An Austin 7 for your first car? You must be mad.
The truth is, classics are past their best.
The world has moved on to plastic push-on bumpers and hybrid technology.
so When wolf labeij opened the doors on his Austin Seven for the first time, we instantly took our hats off…
It took a second or two for the skinny wheels to settle after the car was pushed gingerly out of its wooden lockup. Then began the process of coaxing life into the engine. The car was built in 1932, the last year in which the fuel tank was in the front. It’s actually a gravity fed system, there’s no fuel pump. It chortled and gasped for air. We sheepishly indulged in the vintage clatter of the tiny four-pot as it proceeded to run smooth as ever. Starting the car requires the traditional starter handle.
Compromise is sensible when choosing a first time classic. You have to take into account all sort of things like: garage space, practicality, if it has a roof, whether it’s expensive to run and repair. Taking a pre-war car to school its a sure-fire way of keeping things interesting. Why would such an old car, that wasn’t built for fun, be the source of so much motoring purity and pleasure? What kind of will does it take to own a car like this and use it every day?
“Its a marmite car, some of my friends love it and think its the coolest car you could own, loving the quirkiness and that it’s so different. Others don’t get it or want me to restore it, but I love it… so I don’t mind what people think of it. I’m going to keep it the way it is and just use the car for what it’s meant to do.”
Wolf’s workshop shines a light on the technical brilliance and patience required to keep the car going through day-to-day use. A trip down to the end of the garden reveals a cabin full of projects, parts, tools and most stunningly, a complete scooter restored by Wolf himself. Wolf also reveals a Motorcycle dolly he built at College.
We take the Austin for a drive. Progress is relaxed and slow as we make our way down the little lanes through the dappled sunlight. The opening roof and pop-forward windscreen makes the car feel airy and open. Wolf told us how “The ignition timing can be controlled on the steering wheel […] to help get the car up the hills and start easier”. The car feels incredibly boxy inside, it’s nice not to have overbearing A-pillars cocooning you into an aerodynamic tube of metal cleverness, but an upright classic view of a bonnet with two little lights at the front. I say lights, more tea-lights covered inside smeary jam jars. Wolf told us that when the car was acquired it actually came with covers for the blackout in the war.
Wolf and his family don’t want the car restored because it would take too much of the history away. “My plans are to keep the car as original as possible while trying to use it as my daily driver”. The seats and the handsome arches have all seen better days, but it’s better to remember those days than obliterate their memory from the car.

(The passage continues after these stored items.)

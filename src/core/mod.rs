//! # Core Board Logic
//!
//! Everything that decides what a drag or a keyboard command does to the
//! board. It knows nothing about terminals or rendering.
//!
//! ```text
//!   gesture / command ──► MoveRequest ──► BoardStore::apply ──► update()
//!                                               │
//!                                         CommitNotice
//!                                               ▼
//!                  IdentityRegistry ──► EffectDispatcher ──► Vec<Effect>
//!                                               │
//!            ┌──────────────────────────────────┼────────────────┐
//!            ▼                                  ▼                ▼
//!      ┌────────────┐                    ┌────────────┐    ┌────────────┐
//!      │   flash    │                    │  announce  │    │   focus    │
//!      └────────────┘                    └────────────┘    └────────────┘
//!                    (executed by the TUI adapter)
//! ```
//!
//! ## Modules
//!
//! - [`state`]: `BoardState`, `Container`, `Item`
//! - [`destination`]: where a drop lands, from target index and edge
//! - [`outcome`]: the three transitions and the `Operation` they record
//! - [`action`]: `MoveRequest` and `update()`
//! - [`gesture`]: pointer drops and keyboard commands into requests
//! - [`store`]: the committed state and its commit channel
//! - [`registry`]: id to visual handle lookup
//! - [`effects`]: highlight, announce and focus decisions
//! - [`seed`]: initial boards
//! - [`config`]: layered settings

pub mod action;
pub mod config;
pub mod destination;
pub mod effects;
pub mod error;
pub mod gesture;
pub mod outcome;
pub mod registry;
pub mod seed;
pub mod state;
pub mod store;
use crossterm::event::{
    self, Event, KeyCode, KeyEvent, KeyEventKind, KeyModifiers, MouseButton, MouseEvent,
    MouseEventKind,
};

/// TUI-specific input events
#[derive(Debug, Clone, Copy, PartialEq, Eq)]
pub enum TuiEvent {
    Quit,
    Submit,
    Escape,
    CursorUp,
    CursorDown,
    CursorLeft,
    CursorRight,
    // Left button, screen (column, row)
    MouseDown(u16, u16),
    MouseDrag(u16, u16),
    MouseUp(u16, u16),
    Resize,
}

/// Poll for an event without blocking (returns immediately)
pub fn poll_event_immediate() -> Option<TuiEvent> {
    poll_event_timeout(std::time::Duration::ZERO)
}

pub fn poll_event_timeout(timeout: std::time::Duration) -> Option<TuiEvent> {
    match event::poll(timeout) {
        Ok(true) => match event::read() {
            Ok(event) => map_event(event),
            Err(e) => {
                log::warn!("Failed to read terminal event: {}", e);
                None
            }
        },
        Ok(false) => None,
        Err(e) => {
            log::warn!("Failed to poll terminal events: {}", e);
            None
        }
    }
}

/// Translates a crossterm event. Key releases and repeats are ignored.
pub fn map_event(event: Event) -> Option<TuiEvent> {
    match event {
        Event::Key(key_event) => map_key(key_event),
        Event::Mouse(mouse_event) => map_mouse(mouse_event),
        Event::Resize(_, _) => Some(TuiEvent::Resize),
        _ => None,
    }
}

fn map_key(key_event: KeyEvent) -> Option<TuiEvent> {
    if key_event.kind != KeyEventKind::Press {
        return None;
    }
    log::debug!("Key event: {:?} with modifiers {:?}", key_event.code, key_event.modifiers);
    match (key_event.modifiers, key_event.code) {
        (KeyModifiers::CONTROL, KeyCode::Char('c')) => Some(TuiEvent::Quit),
        (_, KeyCode::Char('q')) => Some(TuiEvent::Quit),
        (_, KeyCode::Enter) | (_, KeyCode::Char(' ')) => Some(TuiEvent::Submit),
        (_, KeyCode::Esc) => Some(TuiEvent::Escape),
        (_, KeyCode::Up) | (_, KeyCode::Char('k')) => Some(TuiEvent::CursorUp),
        (_, KeyCode::Down) | (_, KeyCode::Char('j')) => Some(TuiEvent::CursorDown),
        (_, KeyCode::Left) | (_, KeyCode::Char('h')) => Some(TuiEvent::CursorLeft),
        (_, KeyCode::Right) | (_, KeyCode::Char('l')) => Some(TuiEvent::CursorRight),
        _ => None,
    }
}

fn map_mouse(mouse_event: MouseEvent) -> Option<TuiEvent> {
    let (column, row) = (mouse_event.column, mouse_event.row);
    match mouse_event.kind {
        MouseEventKind::Down(MouseButton::Left) => Some(TuiEvent::MouseDown(column, row)),
        MouseEventKind::Drag(MouseButton::Left) => Some(TuiEvent::MouseDrag(column, row)),
        MouseEventKind::Up(MouseButton::Left) => Some(TuiEvent::MouseUp(column, row)),
        _ => None,
    }
}

#[cfg(test)]
mod tests {
    use super::*;
    use crossterm::event::KeyEventState;

    fn key(code: KeyCode, kind: KeyEventKind) -> Event {
        Event::Key(KeyEvent {
            code,
            modifiers: KeyModifiers::NONE,
            kind,
            state: KeyEventState::NONE,
        })
    }

    fn mouse(kind: MouseEventKind) -> Event {
        Event::Mouse(MouseEvent {
            kind,
            column: 4,
            row: 9,
            modifiers: KeyModifiers::NONE,
        })
    }

    #[test]
    fn test_arrow_keys_map_to_cursor_moves() {
        assert_eq!(map_event(key(KeyCode::Up, KeyEventKind::Press)), Some(TuiEvent::CursorUp));
        assert_eq!(map_event(key(KeyCode::Left, KeyEventKind::Press)), Some(TuiEvent::CursorLeft));
        assert_eq!(map_event(key(KeyCode::Enter, KeyEventKind::Press)), Some(TuiEvent::Submit));
        assert_eq!(map_event(key(KeyCode::Char('q'), KeyEventKind::Press)), Some(TuiEvent::Quit));
    }

    #[test]
    fn test_key_release_is_ignored() {
        assert_eq!(map_event(key(KeyCode::Enter, KeyEventKind::Release)), None);
    }

    #[test]
    fn test_ctrl_c_quits() {
        let event = Event::Key(KeyEvent::new(KeyCode::Char('c'), KeyModifiers::CONTROL));
        assert_eq!(map_event(event), Some(TuiEvent::Quit));
    }

    #[test]
    fn test_left_button_drag_sequence() {
        assert_eq!(
            map_event(mouse(MouseEventKind::Down(MouseButton::Left))),
            Some(TuiEvent::MouseDown(4, 9))
        );
        assert_eq!(
            map_event(mouse(MouseEventKind::Drag(MouseButton::Left))),
            Some(TuiEvent::MouseDrag(4, 9))
        );
        assert_eq!(
            map_event(mouse(MouseEventKind::Up(MouseButton::Left))),
            Some(TuiEvent::MouseUp(4, 9))
        );
        assert_eq!(map_event(mouse(MouseEventKind::Down(MouseButton::Right))), None);
    }
}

It looks better anyway, the special anti oxidising agent on the metal gives a golden-black tone to the potted body work (applied once a year). There are no vulgar modifications or additions to the original body and interior, just some minor engine and wiring improvements to keep things easier to manage. “The greasing points are very important and are done once or twice a week, this is to allow the suspension, and steering to move freely.” It’s no ‘time-warp’ car but you get a true sense for what it must have been like driving it new. Wolf knows he is a part of that car’s history, the most recent chapter in its life.
Classic cars are not reserved for the retired and not just for those with money. They are for those with a heart, a heart to give something what most would consider as ‘interesting junk’ a home. When there are bad moments, when things break down and fail to comply with the persuasions of the toolbox, hope is not always lost:
Once when this Austin Seven broke down, a van pulled up (it was after a show) the driver, an Austin specialist, offered the parts needed to get the car going again. Having fixed the car, Wolf asked the man how much the parts were. He said 'not to worry' and continued on his way. It’s this kind of noble gesture that makes the simple pleasure and intimacy of running a car like the Seven worth every knuckle chafing breakdown.
If you see Wolf with Biggles (Wolf's dog) on his travels, give him a nod and a wave because he’s doing you a favour. He’s keeping the evolution of motoring alive and reminding you that you don’t have to risk breaking your arm just to fetch some groceries.